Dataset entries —
※

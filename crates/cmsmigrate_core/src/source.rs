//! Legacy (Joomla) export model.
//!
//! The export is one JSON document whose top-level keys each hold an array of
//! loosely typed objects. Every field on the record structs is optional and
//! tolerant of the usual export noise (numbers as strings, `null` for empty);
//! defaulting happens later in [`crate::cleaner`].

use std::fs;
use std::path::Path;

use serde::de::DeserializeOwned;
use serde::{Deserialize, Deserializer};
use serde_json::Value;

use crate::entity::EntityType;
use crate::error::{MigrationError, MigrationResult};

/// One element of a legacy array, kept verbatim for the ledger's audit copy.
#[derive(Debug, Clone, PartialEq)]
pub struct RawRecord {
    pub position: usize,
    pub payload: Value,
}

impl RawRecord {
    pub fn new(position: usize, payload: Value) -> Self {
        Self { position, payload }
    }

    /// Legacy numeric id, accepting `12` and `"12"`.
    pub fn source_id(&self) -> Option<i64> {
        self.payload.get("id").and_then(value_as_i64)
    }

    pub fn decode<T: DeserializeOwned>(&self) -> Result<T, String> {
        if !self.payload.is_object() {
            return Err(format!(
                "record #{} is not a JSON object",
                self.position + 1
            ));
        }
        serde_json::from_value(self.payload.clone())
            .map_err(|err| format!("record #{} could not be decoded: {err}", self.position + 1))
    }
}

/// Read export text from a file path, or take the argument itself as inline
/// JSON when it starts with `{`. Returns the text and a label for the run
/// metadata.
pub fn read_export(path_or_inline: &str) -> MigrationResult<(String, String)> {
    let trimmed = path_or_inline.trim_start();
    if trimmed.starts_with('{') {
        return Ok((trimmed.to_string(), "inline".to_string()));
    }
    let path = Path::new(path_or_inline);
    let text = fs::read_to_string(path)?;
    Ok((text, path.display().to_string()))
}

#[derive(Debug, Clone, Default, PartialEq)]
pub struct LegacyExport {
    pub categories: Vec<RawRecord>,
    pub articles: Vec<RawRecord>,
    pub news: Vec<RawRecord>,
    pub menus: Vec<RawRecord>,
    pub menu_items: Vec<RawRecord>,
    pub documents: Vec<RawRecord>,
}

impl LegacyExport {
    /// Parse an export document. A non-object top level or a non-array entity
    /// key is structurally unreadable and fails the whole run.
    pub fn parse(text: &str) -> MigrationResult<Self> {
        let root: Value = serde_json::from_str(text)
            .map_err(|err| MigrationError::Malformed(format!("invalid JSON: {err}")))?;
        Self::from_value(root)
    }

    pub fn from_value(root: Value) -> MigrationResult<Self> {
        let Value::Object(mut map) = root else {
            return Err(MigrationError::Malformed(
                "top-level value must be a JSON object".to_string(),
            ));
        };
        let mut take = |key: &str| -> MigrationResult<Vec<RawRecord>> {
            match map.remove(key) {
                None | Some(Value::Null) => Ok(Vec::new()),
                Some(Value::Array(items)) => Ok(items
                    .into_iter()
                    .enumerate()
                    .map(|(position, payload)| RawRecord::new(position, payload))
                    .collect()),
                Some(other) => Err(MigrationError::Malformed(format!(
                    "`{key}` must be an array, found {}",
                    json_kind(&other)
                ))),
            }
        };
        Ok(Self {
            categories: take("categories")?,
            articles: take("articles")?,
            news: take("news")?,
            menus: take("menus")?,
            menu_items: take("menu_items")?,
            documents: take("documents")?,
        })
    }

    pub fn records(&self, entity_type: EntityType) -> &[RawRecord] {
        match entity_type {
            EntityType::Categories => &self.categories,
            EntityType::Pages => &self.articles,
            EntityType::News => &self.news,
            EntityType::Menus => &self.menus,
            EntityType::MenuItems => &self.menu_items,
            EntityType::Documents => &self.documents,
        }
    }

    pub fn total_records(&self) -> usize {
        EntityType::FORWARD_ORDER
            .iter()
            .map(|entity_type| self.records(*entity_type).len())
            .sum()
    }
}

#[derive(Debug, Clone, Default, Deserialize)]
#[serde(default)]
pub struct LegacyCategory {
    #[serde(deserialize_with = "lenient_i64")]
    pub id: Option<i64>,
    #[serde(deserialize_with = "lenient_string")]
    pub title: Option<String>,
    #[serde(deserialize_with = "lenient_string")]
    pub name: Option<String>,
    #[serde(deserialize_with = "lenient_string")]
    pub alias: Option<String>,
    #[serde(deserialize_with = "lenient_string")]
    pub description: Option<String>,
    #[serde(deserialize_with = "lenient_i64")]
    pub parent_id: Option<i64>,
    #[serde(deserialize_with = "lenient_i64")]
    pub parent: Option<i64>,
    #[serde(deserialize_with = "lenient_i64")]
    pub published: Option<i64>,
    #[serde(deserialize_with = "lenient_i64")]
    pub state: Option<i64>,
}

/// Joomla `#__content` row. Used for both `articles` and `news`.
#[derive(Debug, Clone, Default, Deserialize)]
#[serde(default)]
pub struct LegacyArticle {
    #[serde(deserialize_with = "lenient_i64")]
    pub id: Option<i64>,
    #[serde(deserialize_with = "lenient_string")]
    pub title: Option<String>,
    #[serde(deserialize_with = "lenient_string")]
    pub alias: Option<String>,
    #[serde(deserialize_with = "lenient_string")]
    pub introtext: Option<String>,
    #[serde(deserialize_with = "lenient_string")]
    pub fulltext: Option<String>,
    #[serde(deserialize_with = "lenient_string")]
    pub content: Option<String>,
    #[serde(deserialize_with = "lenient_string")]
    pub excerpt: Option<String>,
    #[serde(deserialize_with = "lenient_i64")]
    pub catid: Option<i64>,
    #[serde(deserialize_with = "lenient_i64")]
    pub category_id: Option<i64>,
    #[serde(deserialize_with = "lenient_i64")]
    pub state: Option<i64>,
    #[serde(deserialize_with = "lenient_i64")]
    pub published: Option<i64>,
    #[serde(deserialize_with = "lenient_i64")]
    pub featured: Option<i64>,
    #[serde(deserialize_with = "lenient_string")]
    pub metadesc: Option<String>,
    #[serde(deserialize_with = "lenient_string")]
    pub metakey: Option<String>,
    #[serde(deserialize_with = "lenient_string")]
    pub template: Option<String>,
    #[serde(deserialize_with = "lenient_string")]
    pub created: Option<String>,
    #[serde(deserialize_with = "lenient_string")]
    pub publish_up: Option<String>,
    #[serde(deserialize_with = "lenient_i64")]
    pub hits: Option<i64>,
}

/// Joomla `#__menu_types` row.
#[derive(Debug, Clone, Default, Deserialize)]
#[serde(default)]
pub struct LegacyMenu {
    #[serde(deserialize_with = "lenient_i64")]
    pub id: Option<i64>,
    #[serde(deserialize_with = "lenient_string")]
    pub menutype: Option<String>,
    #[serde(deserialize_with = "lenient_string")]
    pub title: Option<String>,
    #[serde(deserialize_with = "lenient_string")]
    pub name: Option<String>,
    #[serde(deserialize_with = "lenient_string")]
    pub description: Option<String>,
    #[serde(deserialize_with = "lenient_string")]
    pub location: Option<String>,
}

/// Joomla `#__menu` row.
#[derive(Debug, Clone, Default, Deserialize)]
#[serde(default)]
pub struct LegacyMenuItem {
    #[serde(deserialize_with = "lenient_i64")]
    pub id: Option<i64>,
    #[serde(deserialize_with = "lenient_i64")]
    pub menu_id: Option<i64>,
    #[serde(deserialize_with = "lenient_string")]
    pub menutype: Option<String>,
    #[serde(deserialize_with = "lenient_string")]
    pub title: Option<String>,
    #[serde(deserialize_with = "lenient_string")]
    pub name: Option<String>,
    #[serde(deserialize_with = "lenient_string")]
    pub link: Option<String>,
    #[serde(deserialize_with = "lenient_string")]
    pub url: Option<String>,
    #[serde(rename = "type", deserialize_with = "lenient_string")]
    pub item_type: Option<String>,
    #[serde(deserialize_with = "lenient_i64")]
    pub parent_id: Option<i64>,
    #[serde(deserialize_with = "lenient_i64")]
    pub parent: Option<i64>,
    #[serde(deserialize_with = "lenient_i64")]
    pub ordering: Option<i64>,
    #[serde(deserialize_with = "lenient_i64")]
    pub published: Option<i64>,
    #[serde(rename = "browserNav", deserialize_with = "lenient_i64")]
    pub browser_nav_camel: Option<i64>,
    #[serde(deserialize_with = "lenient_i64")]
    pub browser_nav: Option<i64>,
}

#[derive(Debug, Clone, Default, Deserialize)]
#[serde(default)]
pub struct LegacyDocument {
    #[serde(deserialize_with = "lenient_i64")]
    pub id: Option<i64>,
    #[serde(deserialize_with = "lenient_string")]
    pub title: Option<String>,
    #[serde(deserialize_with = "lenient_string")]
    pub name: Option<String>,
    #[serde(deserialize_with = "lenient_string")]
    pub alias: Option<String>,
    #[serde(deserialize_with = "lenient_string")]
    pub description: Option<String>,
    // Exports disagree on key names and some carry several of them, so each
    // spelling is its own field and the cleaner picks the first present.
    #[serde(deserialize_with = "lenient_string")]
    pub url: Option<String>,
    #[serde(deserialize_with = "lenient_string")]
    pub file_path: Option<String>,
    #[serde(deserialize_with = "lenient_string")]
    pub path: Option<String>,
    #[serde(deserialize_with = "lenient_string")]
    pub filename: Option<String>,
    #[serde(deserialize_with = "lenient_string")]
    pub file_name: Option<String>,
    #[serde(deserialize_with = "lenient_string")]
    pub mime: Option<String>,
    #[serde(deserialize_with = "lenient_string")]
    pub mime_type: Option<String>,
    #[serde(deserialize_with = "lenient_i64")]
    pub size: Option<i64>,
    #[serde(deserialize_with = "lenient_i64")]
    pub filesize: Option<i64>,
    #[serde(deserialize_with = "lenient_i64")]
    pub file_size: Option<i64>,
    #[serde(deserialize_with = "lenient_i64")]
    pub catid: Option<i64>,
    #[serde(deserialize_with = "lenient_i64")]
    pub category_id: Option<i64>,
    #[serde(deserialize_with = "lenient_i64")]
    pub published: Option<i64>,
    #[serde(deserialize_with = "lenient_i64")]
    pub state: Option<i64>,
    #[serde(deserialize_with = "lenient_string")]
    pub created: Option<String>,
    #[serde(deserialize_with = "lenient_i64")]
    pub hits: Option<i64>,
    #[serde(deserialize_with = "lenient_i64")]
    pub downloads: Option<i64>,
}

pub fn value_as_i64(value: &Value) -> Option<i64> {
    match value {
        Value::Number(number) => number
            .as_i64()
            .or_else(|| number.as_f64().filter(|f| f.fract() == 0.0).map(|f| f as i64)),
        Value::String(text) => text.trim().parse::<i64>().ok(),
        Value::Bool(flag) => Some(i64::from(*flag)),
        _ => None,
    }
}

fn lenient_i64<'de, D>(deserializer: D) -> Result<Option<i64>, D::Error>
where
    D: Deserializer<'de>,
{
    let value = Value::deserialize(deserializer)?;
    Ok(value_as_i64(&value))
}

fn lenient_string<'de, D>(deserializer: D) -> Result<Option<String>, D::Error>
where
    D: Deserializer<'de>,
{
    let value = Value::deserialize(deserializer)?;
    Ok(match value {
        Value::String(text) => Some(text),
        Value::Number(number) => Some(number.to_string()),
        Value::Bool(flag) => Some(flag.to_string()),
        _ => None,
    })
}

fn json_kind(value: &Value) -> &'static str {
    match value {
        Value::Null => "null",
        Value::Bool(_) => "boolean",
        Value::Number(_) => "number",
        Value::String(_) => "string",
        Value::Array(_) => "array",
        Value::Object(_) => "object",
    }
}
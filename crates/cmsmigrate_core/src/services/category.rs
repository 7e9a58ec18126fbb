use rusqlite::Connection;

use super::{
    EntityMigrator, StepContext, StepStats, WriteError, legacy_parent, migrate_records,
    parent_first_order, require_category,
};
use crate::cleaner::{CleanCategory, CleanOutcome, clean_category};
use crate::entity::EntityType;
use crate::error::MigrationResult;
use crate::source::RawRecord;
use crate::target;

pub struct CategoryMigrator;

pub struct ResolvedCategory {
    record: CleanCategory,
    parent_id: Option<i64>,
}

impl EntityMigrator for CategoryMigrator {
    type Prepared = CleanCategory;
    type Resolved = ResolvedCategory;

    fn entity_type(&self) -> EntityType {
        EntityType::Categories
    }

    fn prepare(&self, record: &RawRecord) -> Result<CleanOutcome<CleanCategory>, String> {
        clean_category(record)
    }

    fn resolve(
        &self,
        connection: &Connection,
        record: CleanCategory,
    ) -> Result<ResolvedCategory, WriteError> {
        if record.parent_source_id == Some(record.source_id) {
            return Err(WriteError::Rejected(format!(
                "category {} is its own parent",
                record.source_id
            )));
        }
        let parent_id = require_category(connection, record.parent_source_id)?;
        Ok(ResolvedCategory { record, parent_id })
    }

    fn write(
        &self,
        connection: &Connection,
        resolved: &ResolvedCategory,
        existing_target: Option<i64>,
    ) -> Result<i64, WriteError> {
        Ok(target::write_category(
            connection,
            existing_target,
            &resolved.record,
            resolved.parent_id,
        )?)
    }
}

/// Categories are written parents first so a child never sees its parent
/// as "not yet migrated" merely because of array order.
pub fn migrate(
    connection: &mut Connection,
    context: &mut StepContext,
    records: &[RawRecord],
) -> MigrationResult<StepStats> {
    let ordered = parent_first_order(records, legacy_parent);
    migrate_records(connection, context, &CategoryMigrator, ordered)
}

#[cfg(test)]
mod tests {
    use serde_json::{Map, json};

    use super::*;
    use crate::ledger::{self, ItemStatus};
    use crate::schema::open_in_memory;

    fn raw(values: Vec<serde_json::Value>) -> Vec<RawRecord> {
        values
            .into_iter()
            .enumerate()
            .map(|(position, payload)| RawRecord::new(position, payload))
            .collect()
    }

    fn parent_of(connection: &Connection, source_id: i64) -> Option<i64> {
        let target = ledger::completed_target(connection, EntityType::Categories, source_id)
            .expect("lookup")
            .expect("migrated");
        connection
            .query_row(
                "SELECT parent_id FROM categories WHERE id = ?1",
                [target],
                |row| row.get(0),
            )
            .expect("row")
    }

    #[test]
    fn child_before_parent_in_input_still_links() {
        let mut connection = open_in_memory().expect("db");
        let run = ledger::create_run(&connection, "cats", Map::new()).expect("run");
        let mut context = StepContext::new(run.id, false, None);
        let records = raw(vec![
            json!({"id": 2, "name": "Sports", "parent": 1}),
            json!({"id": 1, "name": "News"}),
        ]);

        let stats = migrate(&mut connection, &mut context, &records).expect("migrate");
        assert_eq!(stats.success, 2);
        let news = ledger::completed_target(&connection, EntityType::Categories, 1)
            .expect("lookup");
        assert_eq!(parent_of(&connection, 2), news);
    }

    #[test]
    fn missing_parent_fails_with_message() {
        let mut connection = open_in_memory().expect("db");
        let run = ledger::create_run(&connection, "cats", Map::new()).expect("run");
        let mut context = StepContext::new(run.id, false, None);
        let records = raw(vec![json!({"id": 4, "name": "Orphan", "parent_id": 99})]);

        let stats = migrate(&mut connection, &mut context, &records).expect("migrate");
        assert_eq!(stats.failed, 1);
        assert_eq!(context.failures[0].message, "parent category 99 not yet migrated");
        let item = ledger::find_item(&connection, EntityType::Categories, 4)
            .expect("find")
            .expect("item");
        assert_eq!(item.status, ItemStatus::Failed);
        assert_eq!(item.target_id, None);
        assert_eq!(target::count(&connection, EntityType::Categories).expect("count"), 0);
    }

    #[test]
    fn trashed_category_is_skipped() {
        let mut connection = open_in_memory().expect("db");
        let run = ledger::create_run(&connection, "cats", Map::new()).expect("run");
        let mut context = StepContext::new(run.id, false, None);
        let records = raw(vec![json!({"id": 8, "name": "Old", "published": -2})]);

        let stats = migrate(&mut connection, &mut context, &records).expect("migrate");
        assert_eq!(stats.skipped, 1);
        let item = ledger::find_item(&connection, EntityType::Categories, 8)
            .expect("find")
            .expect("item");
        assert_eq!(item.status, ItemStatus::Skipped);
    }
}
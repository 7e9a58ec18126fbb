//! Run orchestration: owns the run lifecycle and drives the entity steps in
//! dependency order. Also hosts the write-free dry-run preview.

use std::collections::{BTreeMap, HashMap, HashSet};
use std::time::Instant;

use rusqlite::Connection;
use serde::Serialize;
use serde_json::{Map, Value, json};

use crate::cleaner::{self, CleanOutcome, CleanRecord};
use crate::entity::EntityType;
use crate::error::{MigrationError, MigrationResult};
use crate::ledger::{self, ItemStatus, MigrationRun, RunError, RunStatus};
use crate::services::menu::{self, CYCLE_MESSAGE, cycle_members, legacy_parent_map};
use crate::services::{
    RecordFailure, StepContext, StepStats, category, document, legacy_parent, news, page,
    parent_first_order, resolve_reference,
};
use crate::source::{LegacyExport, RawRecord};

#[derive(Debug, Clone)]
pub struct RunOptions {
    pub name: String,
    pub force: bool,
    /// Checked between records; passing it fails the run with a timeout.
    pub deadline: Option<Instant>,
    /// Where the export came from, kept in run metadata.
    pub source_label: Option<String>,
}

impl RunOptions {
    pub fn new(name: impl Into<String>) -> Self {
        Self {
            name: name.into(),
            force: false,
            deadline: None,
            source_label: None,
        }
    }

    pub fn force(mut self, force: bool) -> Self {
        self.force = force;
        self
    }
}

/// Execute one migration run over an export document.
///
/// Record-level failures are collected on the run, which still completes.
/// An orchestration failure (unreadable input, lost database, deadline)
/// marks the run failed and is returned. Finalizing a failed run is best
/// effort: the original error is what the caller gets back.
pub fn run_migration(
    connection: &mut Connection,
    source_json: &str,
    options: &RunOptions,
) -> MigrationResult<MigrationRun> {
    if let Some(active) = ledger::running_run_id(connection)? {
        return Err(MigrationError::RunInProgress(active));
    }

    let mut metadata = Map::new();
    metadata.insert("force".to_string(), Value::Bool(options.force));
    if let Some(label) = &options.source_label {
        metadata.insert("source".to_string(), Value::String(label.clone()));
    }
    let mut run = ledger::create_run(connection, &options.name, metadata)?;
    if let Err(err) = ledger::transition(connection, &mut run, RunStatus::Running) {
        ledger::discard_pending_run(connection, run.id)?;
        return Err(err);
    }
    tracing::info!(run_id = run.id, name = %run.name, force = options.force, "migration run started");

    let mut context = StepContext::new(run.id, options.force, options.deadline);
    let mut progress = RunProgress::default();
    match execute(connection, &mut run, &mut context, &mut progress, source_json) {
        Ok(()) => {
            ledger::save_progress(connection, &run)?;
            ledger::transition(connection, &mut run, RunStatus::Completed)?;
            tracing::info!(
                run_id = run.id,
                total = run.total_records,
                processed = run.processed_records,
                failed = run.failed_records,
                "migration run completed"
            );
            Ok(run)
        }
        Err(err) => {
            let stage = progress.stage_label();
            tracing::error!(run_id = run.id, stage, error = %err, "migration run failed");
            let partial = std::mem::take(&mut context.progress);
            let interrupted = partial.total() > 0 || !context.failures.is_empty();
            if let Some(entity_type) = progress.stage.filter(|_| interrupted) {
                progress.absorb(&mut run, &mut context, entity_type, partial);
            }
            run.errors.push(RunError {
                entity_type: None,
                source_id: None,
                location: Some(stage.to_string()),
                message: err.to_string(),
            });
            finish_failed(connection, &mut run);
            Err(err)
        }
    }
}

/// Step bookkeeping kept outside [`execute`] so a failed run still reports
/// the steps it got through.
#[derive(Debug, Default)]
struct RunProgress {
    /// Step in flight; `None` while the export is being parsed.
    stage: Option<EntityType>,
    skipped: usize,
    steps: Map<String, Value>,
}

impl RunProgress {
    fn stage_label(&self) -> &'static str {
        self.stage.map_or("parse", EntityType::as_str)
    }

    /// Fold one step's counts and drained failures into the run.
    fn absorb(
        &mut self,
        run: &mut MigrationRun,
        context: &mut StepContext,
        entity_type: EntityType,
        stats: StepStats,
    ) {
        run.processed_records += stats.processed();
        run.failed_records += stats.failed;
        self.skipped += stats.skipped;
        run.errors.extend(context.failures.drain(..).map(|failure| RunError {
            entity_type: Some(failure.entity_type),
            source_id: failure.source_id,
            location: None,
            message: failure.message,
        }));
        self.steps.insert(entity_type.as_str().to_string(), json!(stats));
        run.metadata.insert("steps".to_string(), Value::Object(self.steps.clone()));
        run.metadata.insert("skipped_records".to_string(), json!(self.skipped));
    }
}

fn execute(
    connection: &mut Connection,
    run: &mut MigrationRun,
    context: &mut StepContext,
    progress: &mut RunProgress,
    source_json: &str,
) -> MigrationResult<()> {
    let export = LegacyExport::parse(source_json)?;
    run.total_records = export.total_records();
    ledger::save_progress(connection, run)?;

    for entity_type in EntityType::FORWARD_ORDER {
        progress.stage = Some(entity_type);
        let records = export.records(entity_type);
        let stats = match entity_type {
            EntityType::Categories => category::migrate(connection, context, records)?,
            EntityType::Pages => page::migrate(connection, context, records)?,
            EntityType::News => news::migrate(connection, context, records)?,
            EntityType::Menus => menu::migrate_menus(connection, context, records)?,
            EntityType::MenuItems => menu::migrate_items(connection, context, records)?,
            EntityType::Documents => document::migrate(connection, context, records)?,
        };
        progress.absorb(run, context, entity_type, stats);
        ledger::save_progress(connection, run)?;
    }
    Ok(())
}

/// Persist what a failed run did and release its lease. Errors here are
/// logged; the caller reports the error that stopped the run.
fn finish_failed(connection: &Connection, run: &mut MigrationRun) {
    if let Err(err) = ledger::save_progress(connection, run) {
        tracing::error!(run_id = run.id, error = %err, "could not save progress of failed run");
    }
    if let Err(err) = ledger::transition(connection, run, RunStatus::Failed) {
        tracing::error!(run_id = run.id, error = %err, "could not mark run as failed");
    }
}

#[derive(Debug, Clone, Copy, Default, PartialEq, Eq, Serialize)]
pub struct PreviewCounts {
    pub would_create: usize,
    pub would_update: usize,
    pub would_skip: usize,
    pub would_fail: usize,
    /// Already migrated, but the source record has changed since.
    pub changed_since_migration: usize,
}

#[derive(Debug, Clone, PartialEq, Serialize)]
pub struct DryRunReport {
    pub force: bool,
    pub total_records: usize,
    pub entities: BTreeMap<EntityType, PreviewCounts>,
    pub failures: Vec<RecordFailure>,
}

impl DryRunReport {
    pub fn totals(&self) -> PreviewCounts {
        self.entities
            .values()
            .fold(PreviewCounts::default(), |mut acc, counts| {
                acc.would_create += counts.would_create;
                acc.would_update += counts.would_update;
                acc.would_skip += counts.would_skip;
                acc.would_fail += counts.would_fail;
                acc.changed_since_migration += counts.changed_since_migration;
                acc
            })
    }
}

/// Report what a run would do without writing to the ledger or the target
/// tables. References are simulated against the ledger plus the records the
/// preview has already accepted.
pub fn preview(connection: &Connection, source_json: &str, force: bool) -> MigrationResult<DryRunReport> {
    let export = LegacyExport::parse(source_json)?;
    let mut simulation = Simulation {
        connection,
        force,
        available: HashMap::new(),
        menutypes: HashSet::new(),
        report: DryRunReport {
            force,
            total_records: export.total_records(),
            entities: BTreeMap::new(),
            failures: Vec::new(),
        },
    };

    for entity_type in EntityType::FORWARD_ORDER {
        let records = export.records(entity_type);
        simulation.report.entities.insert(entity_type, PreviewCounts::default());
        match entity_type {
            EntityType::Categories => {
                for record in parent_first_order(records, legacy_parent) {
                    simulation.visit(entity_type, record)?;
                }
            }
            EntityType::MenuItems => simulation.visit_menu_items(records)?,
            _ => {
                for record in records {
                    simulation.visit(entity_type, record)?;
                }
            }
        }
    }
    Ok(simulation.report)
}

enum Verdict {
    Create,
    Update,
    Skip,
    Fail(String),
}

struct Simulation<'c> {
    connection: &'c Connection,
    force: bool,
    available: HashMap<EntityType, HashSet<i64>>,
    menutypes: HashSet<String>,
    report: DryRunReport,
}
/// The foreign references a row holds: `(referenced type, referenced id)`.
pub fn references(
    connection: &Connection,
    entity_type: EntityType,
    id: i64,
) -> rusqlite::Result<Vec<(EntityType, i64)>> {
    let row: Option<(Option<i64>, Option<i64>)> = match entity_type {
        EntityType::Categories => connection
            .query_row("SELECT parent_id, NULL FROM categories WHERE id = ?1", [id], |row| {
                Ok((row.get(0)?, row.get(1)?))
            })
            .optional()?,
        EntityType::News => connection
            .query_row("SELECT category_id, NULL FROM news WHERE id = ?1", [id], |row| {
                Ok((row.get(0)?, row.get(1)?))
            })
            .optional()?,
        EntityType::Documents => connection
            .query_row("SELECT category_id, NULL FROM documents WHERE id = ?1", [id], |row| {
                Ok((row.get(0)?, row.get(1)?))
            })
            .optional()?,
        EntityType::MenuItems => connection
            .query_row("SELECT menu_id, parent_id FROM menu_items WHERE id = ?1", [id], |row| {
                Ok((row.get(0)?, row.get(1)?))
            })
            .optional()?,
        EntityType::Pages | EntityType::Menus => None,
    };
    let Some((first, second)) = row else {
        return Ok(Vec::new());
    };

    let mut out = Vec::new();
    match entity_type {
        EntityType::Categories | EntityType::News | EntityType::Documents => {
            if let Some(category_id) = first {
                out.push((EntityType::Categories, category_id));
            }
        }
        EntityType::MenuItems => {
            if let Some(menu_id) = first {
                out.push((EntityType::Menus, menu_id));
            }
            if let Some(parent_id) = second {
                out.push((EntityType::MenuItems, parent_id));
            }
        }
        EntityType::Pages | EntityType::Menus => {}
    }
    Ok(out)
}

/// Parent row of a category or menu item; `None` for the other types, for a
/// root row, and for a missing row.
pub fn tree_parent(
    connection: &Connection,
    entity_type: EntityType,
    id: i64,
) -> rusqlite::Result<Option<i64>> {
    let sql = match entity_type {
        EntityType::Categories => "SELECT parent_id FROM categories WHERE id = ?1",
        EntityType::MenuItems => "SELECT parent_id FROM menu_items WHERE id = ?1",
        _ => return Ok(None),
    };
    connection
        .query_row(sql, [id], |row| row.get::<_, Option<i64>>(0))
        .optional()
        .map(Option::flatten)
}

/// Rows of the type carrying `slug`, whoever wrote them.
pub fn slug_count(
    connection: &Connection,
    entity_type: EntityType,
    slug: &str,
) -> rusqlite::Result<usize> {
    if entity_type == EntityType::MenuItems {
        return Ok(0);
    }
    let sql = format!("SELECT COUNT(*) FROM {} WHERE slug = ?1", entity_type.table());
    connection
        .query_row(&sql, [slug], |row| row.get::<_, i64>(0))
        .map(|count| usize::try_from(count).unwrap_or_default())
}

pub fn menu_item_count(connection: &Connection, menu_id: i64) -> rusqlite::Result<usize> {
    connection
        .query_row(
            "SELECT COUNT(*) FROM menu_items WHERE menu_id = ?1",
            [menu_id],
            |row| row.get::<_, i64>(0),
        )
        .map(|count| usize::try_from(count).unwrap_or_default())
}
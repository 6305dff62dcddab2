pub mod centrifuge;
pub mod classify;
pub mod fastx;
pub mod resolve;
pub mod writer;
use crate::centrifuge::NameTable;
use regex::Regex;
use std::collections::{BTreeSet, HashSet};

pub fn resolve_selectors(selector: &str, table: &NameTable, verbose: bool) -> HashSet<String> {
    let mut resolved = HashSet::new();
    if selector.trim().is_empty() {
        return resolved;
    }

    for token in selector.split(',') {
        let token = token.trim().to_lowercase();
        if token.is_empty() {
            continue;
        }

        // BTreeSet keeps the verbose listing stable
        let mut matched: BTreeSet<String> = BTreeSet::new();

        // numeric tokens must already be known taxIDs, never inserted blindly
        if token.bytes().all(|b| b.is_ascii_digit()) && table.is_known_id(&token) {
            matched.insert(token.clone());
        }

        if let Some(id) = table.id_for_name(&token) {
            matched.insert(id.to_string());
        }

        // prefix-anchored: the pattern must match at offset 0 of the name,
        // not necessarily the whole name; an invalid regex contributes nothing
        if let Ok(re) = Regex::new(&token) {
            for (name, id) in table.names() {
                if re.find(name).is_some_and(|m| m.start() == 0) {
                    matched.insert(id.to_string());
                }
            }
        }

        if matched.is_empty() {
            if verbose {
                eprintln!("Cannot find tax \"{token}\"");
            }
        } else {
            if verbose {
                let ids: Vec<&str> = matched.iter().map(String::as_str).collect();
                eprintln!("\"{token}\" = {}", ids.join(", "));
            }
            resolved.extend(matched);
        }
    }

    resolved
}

※

TASK BRIEF — Only lines with the word "unreadable" go in the answer. Take them all from the entries above.

SOLVED PROBLEM —
    /// key is structurally unreadable and fails the whole run.
/// An orchestration failure (unreadable input, lost database, deadline)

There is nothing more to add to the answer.